*** Given information Section Begins ***

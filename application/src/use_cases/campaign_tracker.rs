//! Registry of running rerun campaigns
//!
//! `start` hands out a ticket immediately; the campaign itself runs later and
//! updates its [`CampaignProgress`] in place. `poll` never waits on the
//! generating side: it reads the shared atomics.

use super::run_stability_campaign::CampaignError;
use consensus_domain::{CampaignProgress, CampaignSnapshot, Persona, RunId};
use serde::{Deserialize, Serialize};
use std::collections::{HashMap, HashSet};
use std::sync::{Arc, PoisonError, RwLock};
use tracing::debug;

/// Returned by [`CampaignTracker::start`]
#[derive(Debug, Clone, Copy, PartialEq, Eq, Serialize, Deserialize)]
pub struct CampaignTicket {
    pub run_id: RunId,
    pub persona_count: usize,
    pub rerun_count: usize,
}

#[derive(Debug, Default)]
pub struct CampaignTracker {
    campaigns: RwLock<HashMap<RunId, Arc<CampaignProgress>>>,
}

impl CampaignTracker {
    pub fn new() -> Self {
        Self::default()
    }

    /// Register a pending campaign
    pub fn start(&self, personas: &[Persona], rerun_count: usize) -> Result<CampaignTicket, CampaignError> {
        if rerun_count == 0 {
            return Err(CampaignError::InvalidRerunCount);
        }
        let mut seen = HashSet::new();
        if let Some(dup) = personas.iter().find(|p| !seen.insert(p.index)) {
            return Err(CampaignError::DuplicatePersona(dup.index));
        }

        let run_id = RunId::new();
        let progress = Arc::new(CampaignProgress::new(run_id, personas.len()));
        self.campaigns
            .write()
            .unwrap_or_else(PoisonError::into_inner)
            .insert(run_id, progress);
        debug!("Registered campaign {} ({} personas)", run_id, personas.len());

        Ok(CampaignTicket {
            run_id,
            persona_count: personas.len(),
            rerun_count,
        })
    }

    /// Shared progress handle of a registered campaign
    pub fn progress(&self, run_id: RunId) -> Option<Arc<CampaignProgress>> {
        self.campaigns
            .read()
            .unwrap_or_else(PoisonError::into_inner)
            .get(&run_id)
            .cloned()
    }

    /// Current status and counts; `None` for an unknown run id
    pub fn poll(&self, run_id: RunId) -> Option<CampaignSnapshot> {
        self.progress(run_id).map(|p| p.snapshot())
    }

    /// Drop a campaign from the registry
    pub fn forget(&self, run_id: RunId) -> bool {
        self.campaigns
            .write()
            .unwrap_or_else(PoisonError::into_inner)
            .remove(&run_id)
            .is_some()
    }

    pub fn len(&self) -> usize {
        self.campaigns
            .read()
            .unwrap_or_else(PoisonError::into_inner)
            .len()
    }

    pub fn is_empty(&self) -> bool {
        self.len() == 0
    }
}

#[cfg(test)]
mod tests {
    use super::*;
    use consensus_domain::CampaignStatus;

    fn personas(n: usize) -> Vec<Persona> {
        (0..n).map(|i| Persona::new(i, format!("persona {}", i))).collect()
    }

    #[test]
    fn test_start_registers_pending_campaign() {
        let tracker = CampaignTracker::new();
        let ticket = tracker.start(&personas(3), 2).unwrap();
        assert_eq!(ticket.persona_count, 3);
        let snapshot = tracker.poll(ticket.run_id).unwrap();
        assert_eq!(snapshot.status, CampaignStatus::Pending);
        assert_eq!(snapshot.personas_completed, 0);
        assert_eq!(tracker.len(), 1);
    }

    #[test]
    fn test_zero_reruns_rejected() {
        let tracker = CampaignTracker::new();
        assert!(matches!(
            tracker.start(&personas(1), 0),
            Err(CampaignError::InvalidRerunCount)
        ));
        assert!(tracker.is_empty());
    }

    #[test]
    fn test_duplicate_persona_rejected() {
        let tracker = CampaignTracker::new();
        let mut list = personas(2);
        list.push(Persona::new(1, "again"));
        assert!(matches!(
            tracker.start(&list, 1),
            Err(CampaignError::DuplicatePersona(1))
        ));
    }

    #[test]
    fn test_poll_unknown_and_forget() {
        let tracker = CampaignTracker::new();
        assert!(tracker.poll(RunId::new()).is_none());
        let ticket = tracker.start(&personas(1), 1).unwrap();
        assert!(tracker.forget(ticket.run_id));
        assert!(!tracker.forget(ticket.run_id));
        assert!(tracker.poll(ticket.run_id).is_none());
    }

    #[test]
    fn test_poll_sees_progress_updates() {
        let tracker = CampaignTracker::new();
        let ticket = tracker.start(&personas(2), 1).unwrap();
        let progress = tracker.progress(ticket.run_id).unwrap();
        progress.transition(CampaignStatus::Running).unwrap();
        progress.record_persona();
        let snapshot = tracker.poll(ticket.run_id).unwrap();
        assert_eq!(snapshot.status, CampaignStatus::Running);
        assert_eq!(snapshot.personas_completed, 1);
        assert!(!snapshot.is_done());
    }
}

*** Given information Section Ends ***

Show the lines of the records that contain the word "insert".

        if let Some(dup) = personas.iter().find(|p| !seen.insert(p.index)) {
            .insert(run_id, progress);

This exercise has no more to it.